Published Saturday, March 7th 2015

Extreme cold weather puts excessive demands on all components of an automobile, from batteries, engines and cooling systems to tires, alignment and shocks. It also affects a car's drivability and performance.

     Proper vehicle care during winter will ensure that a car runs more efficiently, safely and maintains its value. Here is some advice on caring for your automobile when temperatures are well below freezing, based on my experiences.

·         Avoid car washes when temperatures reach minus 20° C and colder. The sudden impact of hot water on a side or rear window could cause it to crack because those windows are made of tempered glass.

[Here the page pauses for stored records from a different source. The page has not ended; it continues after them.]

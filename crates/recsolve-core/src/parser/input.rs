//! Input-file reading: Maple-style framing around equation lines
//!
//! A file holds one recurrence and its initial conditions:
//!
//! ```text
//! eqs :=
//! [
//! s(n) = 2*s(n-1) + 1,
//! s(0) = 6
//! ];
//! ```
//!
//! Framing lines and trailing commas are stripped; each remaining line must
//! match `s(<index>) = <expr>` with `<index>` either `n` (the recurrence) or
//! a non-negative integer (an initial condition).

use super::parse_expression;
use crate::core::Expression;
use crate::error::{SolveError, SolveResult};
use once_cell::sync::Lazy;
use regex::Regex;
use std::collections::BTreeMap;

static EQUATION_PATTERN: Lazy<Regex> =
    Lazy::new(|| Regex::new(r"^s\((\d+|n)\)\s*=\s*(.+)$").expect("valid equation pattern"));

/// A parsed input file: the recurrence right-hand side and the initial
/// conditions as raw expressions
#[derive(Debug, Clone, PartialEq)]
pub struct ParsedInput {
    pub recurrence_rhs: Expression,
    pub initial: BTreeMap<i64, Expression>,
}

/// Parse the contents of one input file
pub fn parse_input(text: &str) -> SolveResult<ParsedInput> {
    let mut recurrence_rhs: Option<Expression> = None;
    let mut initial = BTreeMap::new();

    for raw_line in text.lines() {
        let mut line = raw_line.trim();
        if line.is_empty() || line == "eqs :=" || line == "[" || line == "];" {
            continue;
        }
        line = line.trim_end_matches(',').trim_end();

        let captures = EQUATION_PATTERN.captures(line).ok_or_else(|| {
            SolveError::ParseConstraintViolated {
                construct: format!("unrecognized line \"{}\"", raw_line.trim()),
            }
        })?;
        let index = captures.get(1).expect("index capture").as_str();
        let rhs_text = captures.get(2).expect("rhs capture").as_str();
        let rhs = parse_expression(rhs_text)?;

        if index == "n" {
            if recurrence_rhs.is_some() {
                log::warn!("multiple recurrence equations; keeping the last");
            }
            recurrence_rhs = Some(rhs);
        } else {
            let position: i64 =
                index
                    .parse()
                    .map_err(|_| SolveError::ParseConstraintViolated {
                        construct: format!("initial-condition index \"{}\"", index),
                    })?;
            if initial.insert(position, rhs).is_some() {
                log::warn!("duplicate initial condition for s({}); keeping the last", position);
            }
        }
    }

    let recurrence_rhs = recurrence_rhs.ok_or_else(|| SolveError::ParseConstraintViolated {
        construct: "input contains no recurrence equation s(n) = ...".to_string(),
    })?;

    Ok(ParsedInput {
        recurrence_rhs,
        initial,
    })
}

#[cfg(test)]
mod tests {
    use super::*;

    const FIBONACCI: &str = "eqs :=\n[\ns(n) = s(n-1)+s(n-2),\ns(0) = 1,\ns(1) = 1\n];\n";

    #[test]
    fn test_parse_fibonacci_file() {
        let parsed = parse_input(FIBONACCI).unwrap();
        assert_eq!(
            parsed.recurrence_rhs,
            Expression::add(vec![Expression::rec_call(1), Expression::rec_call(2)])
        );
        assert_eq!(parsed.initial.len(), 2);
        assert_eq!(parsed.initial[&0], Expression::integer(1));
        assert_eq!(parsed.initial[&1], Expression::integer(1));
    }

    #[test]
    fn test_whitespace_and_blank_lines_tolerated() {
        let text = "eqs :=\n[\n  s(n) = 2*s(n-1) ,\n\n  s(0) = 3\n];\n\n";
        let parsed = parse_input(text).unwrap();
        assert_eq!(parsed.initial[&0], Expression::integer(3));
    }

    #[test]
    fn test_missing_recurrence_rejected() {
        let text = "eqs :=\n[\ns(0) = 1\n];\n";
        assert!(matches!(
            parse_input(text),
            Err(SolveError::ParseConstraintViolated { .. })
        ));
    }

    #[test]
    fn test_garbage_line_rejected() {
        let text = "eqs :=\n[\nt(n) = 2\n];\n";
        assert!(parse_input(text).is_err());
    }

    #[test]
    fn test_initial_condition_expression_value() {
        let text = "eqs :=\n[\ns(n) = s(n-1),\ns(0) = 2+3/4\n];\n";
        let parsed = parse_input(text).unwrap();
        assert_eq!(
            parsed.initial[&0],
            Expression::add(vec![
                Expression::integer(2),
                Expression::mul(vec![
                    Expression::integer(3),
                    Expression::pow(Expression::integer(4), Expression::integer(-1)),
                ]),
            ])
        );
    }
}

·         Clear snow, ice and debris from wheel wells and from inside wheels rims. Make sure headlights and taillights are not covered in snow. Packed ice in a wheel well could cause vibrations when driving.

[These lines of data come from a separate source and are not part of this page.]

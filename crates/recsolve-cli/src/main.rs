//! Batch driver for the recurrence solver
//!
//! Walks a directory for `comass??.txt` files, solves each recurrence into a
//! closed form, verifies it numerically against iterative evaluation, and
//! writes `comass??-dir.txt` next to it (or into a separate output
//! directory). Files are processed in parallel; a failed file logs its error
//! and produces no output, and the process exits non-zero if any file
//! failed.

use anyhow::{Context, Result};
use clap::Parser;
use once_cell::sync::Lazy;
use rayon::prelude::*;
use recsolve_core::formatter;
use recsolve_core::parser::input::parse_input;
use recsolve_core::RecurrenceSolver;
use regex::Regex;
use std::fs;
use std::path::{Path, PathBuf};

#[derive(Parser, Debug)]
#[command(name = "recsolve")]
#[command(about = "Solve recurrence relations into closed-form solutions", long_about = None)]
struct Args {
    /// Input directory containing comass??.txt files
    input_dir: PathBuf,

    /// Output directory; defaults to the input directory
    #[arg(short, long)]
    output_dir: Option<PathBuf>,

    /// How many values to cross-check between closed form and iteration
    #[arg(long, default_value_t = 50)]
    check: u32,

    /// Verification precision in decimal places
    #[arg(long, default_value_t = 4)]
    precision: u32,

    /// Only print warnings and errors
    #[arg(short, long)]
    quiet: bool,

    /// Print debugging information
    #[arg(short, long)]
    verbose: bool,
}

static INPUT_PATTERN: Lazy<Regex> =
    Lazy::new(|| Regex::new(r"^comass\d\d\.txt$").expect("valid filename pattern"));

fn main() -> Result<()> {
    let args = Args::parse();

    let level = if args.verbose {
        log::LevelFilter::Debug
    } else if args.quiet {
        log::LevelFilter::Warn
    } else {
        log::LevelFilter::Info
    };
    env_logger::Builder::new()
        .filter_level(level)
        .format_target(false)
        .format_timestamp(None)
        .init();

    let output_dir = args
        .output_dir
        .clone()
        .unwrap_or_else(|| args.input_dir.clone());
    fs::create_dir_all(&output_dir)
        .with_context(|| format!("creating output directory {}", output_dir.display()))?;

    let inputs = discover_inputs(&args.input_dir)?;
    if inputs.is_empty() {
        log::warn!(
            "no comass??.txt files found in {}",
            args.input_dir.display()
        );
    }

    let failures: Vec<PathBuf> = inputs
        .par_iter()
        .filter_map(|path| {
            match process_file(path, &output_dir, args.check, args.precision) {
                Ok(()) => None,
                Err(error) => {
                    log::error!("{}: {:#}", path.display(), error);
                    Some(path.clone())
                }
            }
        })
        .collect();

    log::info!(
        "processed {} file(s), {} failed",
        inputs.len(),
        failures.len()
    );
    if !failures.is_empty() {
        anyhow::bail!("{} file(s) failed", failures.len());
    }
    Ok(())
}

/// Matching input files in deterministic (sorted) order
fn discover_inputs(input_dir: &Path) -> Result<Vec<PathBuf>> {
    let mut inputs = Vec::new();
    let entries = fs::read_dir(input_dir)
        .with_context(|| format!("reading input directory {}", input_dir.display()))?;
    for entry in entries {
        let path = entry?.path();
        let matches = path
            .file_name()
            .and_then(|name| name.to_str())
            .is_some_and(|name| INPUT_PATTERN.is_match(name));
        if matches {
            inputs.push(path);
        }
    }
    inputs.sort();
    Ok(inputs)
}

/// Solve one input file and write its closed form
fn process_file(path: &Path, output_dir: &Path, check: u32, precision: u32) -> Result<()> {
    let text =
        fs::read_to_string(path).with_context(|| format!("reading {}", path.display()))?;
    let parsed = parse_input(&text)?;

    let mut solver = RecurrenceSolver::new(&parsed)?;
    let closed_form = solver.solve()?;
    solver.verify_range(check, precision)?;

    let file_name = path
        .file_name()
        .and_then(|name| name.to_str())
        .context("input path has no file name")?;
    let output_path = output_dir.join(file_name.replace(".txt", "-dir.txt"));
    fs::write(&output_path, formatter::solution_line(&closed_form))
        .with_context(|| format!("writing {}", output_path.display()))?;

    log::info!("{} -> {}", path.display(), output_path.display());
    Ok(())
}

#[cfg(test)]
mod tests {
    use super::*;

    #[test]
    fn test_input_pattern() {
        assert!(INPUT_PATTERN.is_match("comass07.txt"));
        assert!(INPUT_PATTERN.is_match("comass33.txt"));
        assert!(!INPUT_PATTERN.is_match("comass7.txt"));
        assert!(!INPUT_PATTERN.is_match("comass07-dir.txt"));
        assert!(!INPUT_PATTERN.is_match("comass007.txt"));
    }

    #[test]
    fn test_process_file_round_trip() {
        let dir = tempfile::tempdir().unwrap();
        let input_path = dir.path().join("comass03.txt");
        fs::write(
            &input_path,
            "eqs :=\n[\ns(n) = -4*s(n-2) + 4*s(n-1),\ns(0) = 6,\ns(1) = 8\n];\n",
        )
        .unwrap();

        process_file(&input_path, dir.path(), 20, 4).unwrap();

        let output = fs::read_to_string(dir.path().join("comass03-dir.txt")).unwrap();
        assert!(output.starts_with("sdir := n -> "));
        assert!(output.ends_with(";\n"));
    }

    #[test]
    fn test_failed_file_writes_no_output() {
        let dir = tempfile::tempdir().unwrap();
        let input_path = dir.path().join("comass09.txt");
        // Complex characteristic roots: must fail without an output file
        fs::write(
            &input_path,
            "eqs :=\n[\ns(n) = -s(n-2),\ns(0) = 1,\ns(1) = 1\n];\n",
        )
        .unwrap();

        assert!(process_file(&input_path, dir.path(), 20, 4).is_err());
        assert!(!dir.path().join("comass09-dir.txt").exists());
    }

    #[test]
    fn test_discover_inputs_sorted() {
        let dir = tempfile::tempdir().unwrap();
        for name in ["comass12.txt", "comass03.txt", "notes.txt"] {
            fs::write(dir.path().join(name), "").unwrap();
        }
        let inputs = discover_inputs(dir.path()).unwrap();
        let names: Vec<_> = inputs
            .iter()
            .map(|path| path.file_name().unwrap().to_str().unwrap().to_string())
            .collect();
        assert_eq!(names, vec!["comass03.txt", "comass12.txt"]);
    }
}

·         Car batteries take a beating during winter - at minus 19° C, a car battery loses about 60 per cent of its strength and requires twice as much current to start than a car under normal conditions. To give help maintain your battery's strength, unplug mobile phones, tablets, chargers and other electronic devices when your car is turned off. These items can cause the battery to drain.

·         If your car battery is flat, don't just boost it - put a slow charge on it as soon as possible. Charging a battery will keep it lasting longer. If in doubt about when to charge a battery, consult your owner's manual or ask a service advisor at your local new car dealership.

·         When starting a car in severely cold weather, put the heater on #1, not #4 (which is for air conditioning), for the first five minutes. If a blower motor is turned on full blast, it will siphon off coolant that should be directed to warming the engine. You want your engine to be at maximum operating temperature as quickly as possible.

·         Consider a block heater for your engine. This will result in less stress to your engine, battery and starter motor. This saves on engine life. Think of yourself: you don't run at maximum efficiency when you first face the cold!

·         Keep winter tires on until spring. Don't be tempted to replace winter tires before spring. As long as snow and ice are still on the roads, you'll need the protection (and peace of mind) that winter tires offer. Now is also a good time to save on winter tires, too. Some dealers offer end-of-season winter tire discounts and the savings can be considerable.

·         Monitor tire pressure. Tire pressure decreases as temperatures drop, so check tire pressure on all tires every couple of weeks. This will allow your vehicle to grip snow and ice better and will allow for greater safety. While you're at it, check the pressure on your spare tire, too.

·         If you're driving behind a truck or car that has snow piled on its roof, back off. Flying hunks of snow or ice could land on your windshield and impair your ability to navigate your vehicle.

·         Avoid short trips. An engine operates less efficiently in the first 15 - 20 minutes after startup in frigid weather. During this time, there is a high gas-to-air ratio and water vapour gets into the engine oil and exhaust system. Longer trips allow the vehicle's fluids to warm to optimum operating temperature and minimizes the moisture build-up in the oil that could cause sludging.

·         On long drives, aim your heat flow to the floor and open a window slightly. This will allow floor mats to dry out quicker.

With a minimum of effort and caring, you can ensure that your vehicle operates efficiently during winter.